Source: Sheffield Hallam University
“This is a big decision, and it’s been hard,” he said. “I have loved my time at Sheffield Hallam but in November I shall be 65, and so from a personal point of view, this feels like a good time to step down.”
He said the university was “well on our way” to fulfilling the ambition he set out in 2007 for it to become a “top 50” university.
“At that point we were 86th in the Sunday Times league table. We are now 62nd and should climb higher in the coming year. Teaching satisfaction was at 76 per cent; it is now 86 per cent.”
He added that the institution’s position in Times Higher Education’s ranking of universities based on the results of the research excellence framework had improved from joint 88th in 2008 to joint 63rd in 2014.

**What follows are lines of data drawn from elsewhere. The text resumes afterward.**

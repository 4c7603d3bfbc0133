//! # Trial Events
//!
//! The sender, the verifiers and the orchestrator report progress as
//! [`TrialEvent`]s to a [`TrialObserver`] instead of printing. Observers are
//! purely informational: nothing they do can change a trial's outcome.
//!
//! - [`TracingObserver`] turns events into structured `tracing` records and
//!   is what the binary uses.
//! - [`RecordingObserver`] keeps every event in memory, which is handy for
//!   assertions in tests and for post-run inspection.

use crate::peer::{PeerId, SignalReceipt};
use crate::verify::ReceiptTally;
use parking_lot::Mutex;
use std::time::Duration;
use tracing::{debug, info, warn};

/// Something that happened during a trial
#[derive(Debug, Clone, PartialEq)]
pub enum TrialEvent {
    /// All peers were provisioned
    PeersReady { count: usize },
    /// The trial channel exists
    ChannelCreated { channel: String },
    /// A peer was primed as an active chatter
    PresenceRefreshed { peer: PeerId },
    /// The sender is about to transmit message `index`
    Sending { index: usize },
    /// Message `index` was acknowledged by the sending peer
    MessageSent { index: usize, latency: Duration },
    /// The notification for message `index` was broadcast
    NotificationSent { index: usize, receipt: SignalReceipt },
    /// The budget ran out after `sent` of `requested` messages
    BudgetExhausted {
        sent: usize,
        requested: usize,
        elapsed: Duration,
    },
    /// The whole workload was sent within the budget
    SendCompleted { sent: usize, elapsed: Duration },
    /// Verification did not run because sending was cut off
    VerificationSkipped { sent: usize, requested: usize },
    /// A receiving peer reported its message log
    MessagesListed { peer: PeerId, count: usize },
    /// A notification was counted for `peer`
    NotificationReceived { peer: PeerId, total: usize },
    /// Tallies observed when sending finished
    TallyReported { tally: ReceiptTally },
    /// A peer was released
    PeerShutdown { peer: PeerId },
    /// Releasing a peer failed
    TeardownFailed { peer: PeerId, error: String },
}

/// Receiver of trial events
///
/// Implementations must be cheap and must not block: events are emitted
/// from inside the sender loop and from notification consumer tasks.
pub trait TrialObserver: Send + Sync {
    fn on_event(&self, event: &TrialEvent);
}

/// Observer that drops every event
#[derive(Debug, Default, Clone, Copy)]
pub struct NullObserver;

impl TrialObserver for NullObserver {
    fn on_event(&self, _event: &TrialEvent) {}
}

/// Observer that forwards events to `tracing`
#[derive(Debug, Default, Clone, Copy)]
pub struct TracingObserver;

impl TrialObserver for TracingObserver {
    fn on_event(&self, event: &TrialEvent) {
        match event {
            TrialEvent::PeersReady { count } => info!(peers = count, "Peers ready"),
            TrialEvent::ChannelCreated { channel } => info!("Created channel {}", channel),
            TrialEvent::PresenceRefreshed { peer } => debug!(peer, "Refreshed presence"),
            TrialEvent::Sending { index } => debug!(index, "Sending message {}", index),
            TrialEvent::MessageSent { index, latency } => {
                debug!(index, latency_us = latency.as_micros() as u64, "Message acknowledged")
            }
            TrialEvent::NotificationSent { index, receipt } => debug!(
                index,
                total = receipt.total,
                active = receipt.active,
                sent = receipt.sent,
                "Signal results"
            ),
            TrialEvent::BudgetExhausted {
                sent,
                requested,
                elapsed,
            } => warn!(
                elapsed_ms = elapsed.as_millis() as u64,
                "Couldn't send all messages in period, sent {} of {}", sent, requested
            ),
            TrialEvent::SendCompleted { sent, elapsed } => info!(
                elapsed_ms = elapsed.as_millis() as u64,
                "Sent all {} messages", sent
            ),
            TrialEvent::VerificationSkipped { sent, requested } => info!(
                "Skipping verification, only {} of {} messages were sent",
                sent, requested
            ),
            TrialEvent::MessagesListed { peer, count } => {
                info!(peer, "Receiver got {} messages", count)
            }
            TrialEvent::NotificationReceived { peer, total } => {
                debug!(peer, total, "Received signal")
            }
            TrialEvent::TallyReported { tally } => {
                info!("Signals received: {}", tally)
            }
            TrialEvent::PeerShutdown { peer } => debug!(peer, "Peer shut down"),
            TrialEvent::TeardownFailed { peer, error } => {
                warn!(peer, "Failed to shut down peer: {}", error)
            }
        }
    }
}

/// Observer that stores every event it sees
#[derive(Debug, Default)]
pub struct RecordingObserver {
    events: Mutex<Vec<TrialEvent>>,
}

impl RecordingObserver {
    pub fn new() -> Self {
        Self::default()
    }

    /// Snapshot of the events recorded so far
    pub fn events(&self) -> Vec<TrialEvent> {
        self.events.lock().clone()
    }

    /// Number of recorded events matching `predicate`
    pub fn count(&self, predicate: impl Fn(&TrialEvent) -> bool) -> usize {
        self.events.lock().iter().filter(|e| predicate(e)).count()
    }
}

impl TrialObserver for RecordingObserver {
    fn on_event(&self, event: &TrialEvent) {
        self.events.lock().push(event.clone());
    }
}

#[cfg(test)]
mod tests {
    use super::*;

    #[test]
    fn test_recording_observer_keeps_order() {
        let observer = RecordingObserver::new();
        observer.on_event(&TrialEvent::Sending { index: 0 });
        observer.on_event(&TrialEvent::MessageSent {
            index: 0,
            latency: Duration::from_millis(2),
        });
        observer.on_event(&TrialEvent::Sending { index: 1 });

        let events = observer.events();
        assert_eq!(events.len(), 3);
        assert_eq!(events[0], TrialEvent::Sending { index: 0 });
        assert_eq!(
            observer.count(|e| matches!(e, TrialEvent::Sending { .. })),
            2
        );
    }

    #[test]
    fn test_tracing_observer_accepts_every_event() {
        let observer = TracingObserver;
        observer.on_event(&TrialEvent::PeersReady { count: 2 });
        observer.on_event(&TrialEvent::BudgetExhausted {
            sent: 1,
            requested: 10,
            elapsed: Duration::from_millis(50),
        });
        observer.on_event(&TrialEvent::TallyReported {
            tally: ReceiptTally::default(),
        });
    }
}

Professor Jones also said that the university had “maintained” its research power (the product of quality and volume measures) although its submission of only 16 per cent of its eligible staff was low even among post-1992 universities.
“Sheffield Hallam remains one of the biggest universities in the UK and in high demand, with the fourth largest student population. And student satisfaction has risen from 83 to 86 per cent in the National Student Survey this year – a 10 percentage point rise in just five years,” he added.
Geoff Dawson, chair of Sheffield Hallam’s board of governors, said such results were the result of Professor Jones’ “vision and dedication”.
“It has been a great journey, and one that he can be rightly proud of,” he said.